Protein production and purification procedures

A single E. coli BL21(DE3) colony carrying individual pET-28a(+) constructs of interest (Table 1) was used to inoculate 5 mL of LB medium supplemented with Km and grown overnight at 37 °C with agitation at 200 rpm. Next, 500 mL (final volume) of 2 × YT medium supplemented with Km was inoculated with the overnight culture at a 1% (v/v) ratio and incubated at 37 °C and 200 rpm until OD600 reached 0.5–0.7. At this point, protein production was induced by addition of 0.5 mM isopropyl-β-D-1-thiogalactopyranoside (IPTG; Sigma-Aldrich Co., St. Louis, MO, USA). Cultures were then allowed to grow overnight at 20 °C and 200 rpm, after which the cells were harvested by centrifugation (4000 × g, 20 min, 4 °C). Cell pellets were stored at −20 °C prior to protein extraction and purification.

All samples were kept on ice throughout all purification processes. To this end, bacterial pellets were resuspended in 20 mL of buffer A (20 mM sodium phosphate buffer, pH = 7.5, 300 mM NaCl and 20 mM imidazole). The resulting cell suspensions were lysed by three passes through an Emulsiflex C5 high-pressure homogenizer39 at 1.0–1.5 kbar (Avestin Europe GmbH, Mannheim, Germany). Subsequently, 25 U mL−1 of Pierce™ universal nuclease for cell lysis was added to each of the samples, incubated for 30 min at room temperature and centrifuged (12[thin space (1/6-em)]000 × g, 20 min, 4 °C) to remove cell debris. Following centrifugation and filtration of cell extracts through 0.2 μm membranes, protein purification was carried out using 1 mL of HisPur Ni-NTA Resin (Thermo Scientific) in 10 mL PierceTM disposable columns. Non-bound proteins were washed with 20 mL of buffer A before elution with 4 mL of buffer B (20 mM sodium phosphate buffer, pH = 7.5, 300 mM NaCl and 500 mM imidazole). The buffer of the eluted fraction was exchanged to 20 mM sodium phosphate, pH = 7.5, 300 mM NaCl and 1 mM EDTA, using PD-10 desalting columns (Cytiva, Marlborough, MA, USA) according to the instructions of the manufacturer. Protein concentrations were determined by measuring the absorbance at 280 nm in a NanoDropTM 2000 spectrophotometer (ThermoFisher Scientific) and using the theoretical extinction coefficient (ε) of the proteins as calculated by protparam (available at https://web.expasy.org/protparam; Table S3 in the ESI). The degree of purification of each enzyme was verified by sodium dodecyl sulfate-polyacrylamide gel electrophoresis (SDS-PAGE) using 4–20% precast polyacrylamide gels (Bio-Rad, Hercules, CA, USA) and loading 1 μg protein sample per lane (unless indicated otherwise). Purified enzyme fractions were aliquoted and stored at 4 °C until further use or, in some cases, flash-frozen in liquid N2 with 20% (v/v) glycerol for prolonged storage at −80 °C.
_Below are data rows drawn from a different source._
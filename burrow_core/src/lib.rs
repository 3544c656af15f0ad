//! `burrow_core` provides shared pieces for the Burrow consumer runtime.
//!
//! This crate includes the queue contract consumers talk to, its Redis and
//! in-memory implementations, connection handles, Redis key management,
//! error types and small utilities shared across the Burrow components.

mod context;
mod error;
mod forum;
mod inspector;
mod item;
mod item_status;
mod keys;
mod memory_queue;
mod queue;
mod redis_queue;
mod util;

pub use context::Context;
pub use error::{BurrowError, Result};
pub use forum::Forum;
pub use inspector::{Inspector, ItemFilter, MapStatusToItemId};
pub use item::QueueItem;
pub use item_status::ItemStatus;
pub use keys::Keys;
pub use memory_queue::{MemoryQueue, QueueEvent};
pub use queue::Queue;
pub use redis_queue::RedisQueue;
pub use util::{DEFAULT_REDIS_URL, current_timestamp_ms, generate_item_id, get_redis_url};

pub mod prelude {
    pub use crate::{
        BurrowError, Context, Forum, Inspector, ItemStatus, MemoryQueue, Queue, QueueItem,
        RedisQueue,
    };
}
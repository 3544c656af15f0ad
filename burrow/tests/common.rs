#![allow(dead_code)]

use burrow_core::{Context, Forum, MemoryQueue, QueueItem, generate_item_id, get_redis_url};
use serde_json::Value;

/// Context for a queue no other test run touches
pub fn create_test_context(prefix: &str) -> Context {
    let queue = format!("{}_{}", prefix, generate_item_id());
    Forum::new(&get_redis_url())
        .expect("Failed to create Redis pool")
        .queue(&queue)
}

pub async fn push_json(queue: &MemoryQueue, value: Value) -> QueueItem {
    let body = serde_json::to_vec(&value).expect("Failed to encode test payload");
    queue.push(body, 0).await.expect("Failed to push test item")
}

pub fn decode_bodies(bodies: Vec<Vec<u8>>) -> Vec<Value> {
    bodies
        .iter()
        .map(|body| serde_json::from_slice(body).expect("Queued body is not JSON"))
        .collect()
}
use crate::Outcome;

/// Why a consume run ended
#[derive(Debug, Clone, Copy, PartialEq, Eq, Default)]
pub enum StopReason {
    /// Someone called `request_stop` on the consumer or a handle
    #[default]
    Requested,
    IdleTimeout,
    IterationLimit,
    MemoryLimit,

    /// The worker asked to suspend the queue
    Suspended,
}

/// Tally of a finished consume run
#[derive(Debug, Clone, Default, PartialEq, Eq)]
pub struct RunSummary {
    /// Items that counted against the iteration limit
    pub iterations: u64,
    pub acknowledged: u64,
    pub requeued: u64,
    pub rejected: u64,
    pub stop_reason: StopReason,
}

impl RunSummary {
    pub(crate) fn record(&mut self, outcome: Outcome) {
        match outcome {
            Outcome::Acknowledged => self.acknowledged += 1,
            Outcome::Requeued | Outcome::Suspended => self.requeued += 1,
            Outcome::Rejected => self.rejected += 1,
        }
    }
}
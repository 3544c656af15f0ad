use crate::{Context, Queue, QueueItem, Result, current_timestamp_ms, generate_item_id};
use redis::AsyncCommands;
use std::collections::HashMap;
use std::time::Duration;
use tracing::{debug, error, warn};

/// Queue stored in Redis sorted sets, one hash per item
///
/// Waiting items live in the `queued` set scored by priority; ULID member
/// names keep equal priorities in FIFO order.
#[derive(Clone)]
pub struct RedisQueue {
    context: Context,
}

impl RedisQueue {
    pub fn with_context(context: Context) -> Self {
        Self { context }
    }

    pub fn context(&self) -> &Context {
        &self.context
    }

    /// Write a new item and make it claimable
    pub async fn push(&self, item_id: &str, body: &[u8], priority: i64) -> Result<QueueItem> {
        let mut conn = self.get_connection().await?;
        let keys = self.context.keys();
        let now = current_timestamp_ms();
        let item_key = keys.item_hash(item_id);

        let _: () = redis::pipe()
            .atomic()
            .hset(&item_key, "id", item_id)
            .hset(&item_key, "body", body)
            .hset(&item_key, "priority", priority)
            .hset(&item_key, "created_at", now)
            .hset(&item_key, "release_count", 0)
            .hset(&item_key, "reject_count", 0)
            .zadd(keys.queued_set(), item_id, priority)
            .query_async(&mut conn)
            .await?;

        debug!(item_id = %item_id, queue = %self.context.queue(), priority, "Item queued");

        Ok(QueueItem {
            id: item_id.to_string(),
            body: body.to_vec(),
            priority,
            created_at: now,
            release_count: 0,
            reject_count: 0,
        })
    }

    /// Take the next id off the queued set along with its priority score
    async fn pop_next_id(
        &self,
        conn: &mut deadpool_redis::Connection,
        wait: Option<Duration>,
    ) -> Result<Option<(String, f64)>> {
        let keys = self.context.keys();

        match wait.filter(|w| !w.is_zero()) {
            Some(wait) => {
                let reply: Option<(String, String, f64)> = redis::cmd("BZPOPMIN")
                    .arg(keys.queued_set())
                    .arg(wait.as_secs_f64())
                    .query_async(conn)
                    .await?;
                Ok(reply.map(|(_, item_id, score)| (item_id, score)))
            }
            None => {
                let entries: Vec<(String, f64)> = conn.zpopmin(keys.queued_set(), 1).await?;
                Ok(entries.into_iter().next())
            }
        }
    }

    /// Load a popped item and record it as claimed
    async fn record_claim(
        &self,
        conn: &mut deadpool_redis::Connection,
        item_id: &str,
    ) -> Result<Option<QueueItem>> {
        let keys = self.context.keys();
        let now = current_timestamp_ms();
        let item_key = keys.item_hash(item_id);

        let hash: HashMap<String, Vec<u8>> = conn.hgetall(&item_key).await?;
        if hash.is_empty() {
            warn!(item_id = %item_id, queue = %self.context.queue(), "Claimed item has no data, skipping");
            return Ok(None);
        }

        let item = match QueueItem::from_hash(hash) {
            Ok(item) => item,
            Err(e) => {
                error!(item_id = %item_id, queue = %self.context.queue(), error = %e, "Claimed item is malformed, moving it aside");
                let _: () = conn.zadd(keys.rejected_set(), item_id, now).await?;
                return Ok(None);
            }
        };

        let _: () = redis::pipe()
            .atomic()
            .zadd(keys.claimed_set(), item_id, now)
            .hset(&item_key, "claimed_at", now)
            .query_async(conn)
            .await?;

        Ok(Some(item))
    }

    async fn get_connection(&self) -> Result<deadpool_redis::Connection> {
        self.context.get_connection().await
    }
}

impl Queue for RedisQueue {
    fn name(&self) -> &str {
        self.context.queue()
    }

    async fn create_queue(&self) -> Result<()> {
        let mut conn = self.get_connection().await?;
        let _: String = redis::cmd("PING").query_async(&mut conn).await?;
        Ok(())
    }

    async fn create_item(&self, body: Vec<u8>) -> Result<QueueItem> {
        self.push(&generate_item_id(), &body, 0).await
    }

    async fn claim_item(&self, wait: Option<Duration>) -> Result<Option<QueueItem>> {
        let mut conn = self.get_connection().await?;

        let Some((item_id, score)) = self.pop_next_id(&mut conn, wait).await? else {
            return Ok(None);
        };

        match self.record_claim(&mut conn, &item_id).await {
            Ok(item) => Ok(item),
            Err(e) => {
                // the id is in no set at this point, put it back where it was
                let queued = self.context.keys().queued_set();
                let restored: redis::RedisResult<()> = conn.zadd(queued, &item_id, score).await;
                match restored {
                    Ok(()) => warn!(
                        item_id = %item_id,
                        queue = %self.context.queue(),
                        error = %e,
                        "Claim failed, item returned to the queue"
                    ),
                    Err(restore_error) => error!(
                        item_id = %item_id,
                        queue = %self.context.queue(),
                        error = %e,
                        restore_error = %restore_error,
                        "Claim failed and the item could not be returned to the queue"
                    ),
                }
                Err(e)
            }
        }
    }

    async fn delete_item(&self, item: &QueueItem) -> Result<()> {
        let mut conn = self.get_connection().await?;
        let keys = self.context.keys();

        let _: () = redis::pipe()
            .atomic()
            .zrem(keys.claimed_set(), &item.id)
            .del(keys.item_hash(&item.id))
            .query_async(&mut conn)
            .await?;

        Ok(())
    }

    async fn release_item(&self, item: &QueueItem) -> Result<()> {
        let mut conn = self.get_connection().await?;
        let keys = self.context.keys();
        let item_key = keys.item_hash(&item.id);

        let _: () = redis::pipe()
            .atomic()
            .zrem(keys.claimed_set(), &item.id)
            .hdel(&item_key, "claimed_at")
            .hincr(&item_key, "release_count", 1)
            .zadd(keys.queued_set(), &item.id, item.priority)
            .query_async(&mut conn)
            .await?;

        Ok(())
    }

    async fn reject_item(&self, item: &QueueItem, requeue: bool) -> Result<()> {
        let mut conn = self.get_connection().await?;
        let keys = self.context.keys();
        let item_key = keys.item_hash(&item.id);

        let mut pipe = redis::pipe();
        pipe.atomic()
            .zrem(keys.claimed_set(), &item.id)
            .hincr(&item_key, "reject_count", 1);
        if requeue {
            pipe.hdel(&item_key, "claimed_at")
                .zadd(keys.queued_set(), &item.id, item.priority);
        } else {
            pipe.zadd(keys.rejected_set(), &item.id, current_timestamp_ms());
        }
        let _: () = pipe.query_async(&mut conn).await?;

        Ok(())
    }

    async fn number_of_items(&self) -> Result<u64> {
        let mut conn = self.get_connection().await?;
        let count: u64 = conn.zcard(self.context.keys().queued_set()).await?;
        Ok(count)
    }

    async fn delete_queue(&self) -> Result<usize> {
        let mut conn = self.get_connection().await?;
        let keys = self.context.keys();

        #[rustfmt::skip]
        let (queued, claimed, rejected): (Vec<String>, Vec<String>, Vec<String>) = redis::pipe()
            .zrange(keys.queued_set(), 0, -1)
            .zrange(keys.claimed_set(), 0, -1)
            .zrange(keys.rejected_set(), 0, -1)
            .query_async(&mut conn)
            .await?;

        let item_ids: Vec<String> = queued.into_iter().chain(claimed).chain(rejected).collect();

        let mut pipe = redis::pipe();
        pipe.atomic();
        for item_id in &item_ids {
            pipe.del(keys.item_hash(item_id)).ignore();
        }
        pipe.del(keys.queued_set()).ignore()
            .del(keys.claimed_set()).ignore()
            .del(keys.rejected_set()).ignore();
        let _: () = pipe.query_async(&mut conn).await?;

        Ok(item_ids.len())
    }

    async fn shutdown(&self) -> Result<()> {
        self.context.forum().close();
        debug!(queue = %self.context.queue(), "Connection pool closed");
        Ok(())
    }
}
The untagged, native Adc protein was produced and purified as previously described.40 In this case, recombinant cells were grown in 200 mL of auto-induction media41 with Km (200 mg L−1) and incubated at 37 °C and 200 rpm for 24 h. An additional bacterial culture in 2 × YT was also prepared following the method referenced above in order to compare production yields. After cell lysis and nuclease treatment, the proteins of the bacterial host were precipitated by incubation at 65 °C for 2 h. The heat-treated cell extract was centrifuged (12[thin space (1/6-em)]000 × g, 20 min, 4 °C). The buffer was exchanged and the samples were stored as detailed above. In this case, protein quantification was carried out with the commercial QubitTM protein assay according to the manufacturer's instructions to avoid interference with any remaining nucleic acids.

Colorimetric analysis for acetone quantification

A vanillin-based spectrophotometric method was adopted for acetone determination.1 Reliant on the specific reaction of acetone with vanillin in a basic milieu, the samples (100 μL) were mixed with 60 μL of 130 mM vanillin, followed by addition of 40 μL of 5 M NaOH. After a 10 min incubation at 60 °C for 10 min and cooling the samples at room temperature for 10 min, the change in absorbance was measured at 430 nm in a plate reader. The reagent blanks (prepared with water or the corresponding buffer, depending on the type of experiment) and proper calibration curves were done in parallel in each set of experiments.

In vitro assays for acetone production

All enzymatic reactions were carried out in 200 μL working volume. Reactions contained 5 μM of each enzyme (i.e. Acs, Thl, AtoDA and Adc), 50 mM phosphate buffer (pH = 7.0), acetate as a substrate, ATP or AMP as energy cofactors, MgCl2 (all of these components were added at the concentration specified in the text, depending on the experiment), 1 mM CoA and MilliQ water as necessary. Acs was added as the final component in the mixture to launch the reaction. When present, polyP kinases were included at 5 μM, together with polyP at the concentrations indicated in the text depending on the assay (calculated as single phosphate residues). The resulting samples were incubated at 30 °C for 16 h (unless indicated otherwise) with shaking at 600 rpm in an Eppendorf SmartBlockTM. In some cases, reactions were stopped by prompt addition of 10 μL of 1 g mL−1 trichloroacetic acid (TCA)7 [at a final concentration of 5% (w/v)], followed by centrifugation (15[thin space (1/6-em)]000 × g, 5 min) to separate the supernatant from precipitated proteins. These supernatant samples were subjected to HPLC analysis as detailed in the next section.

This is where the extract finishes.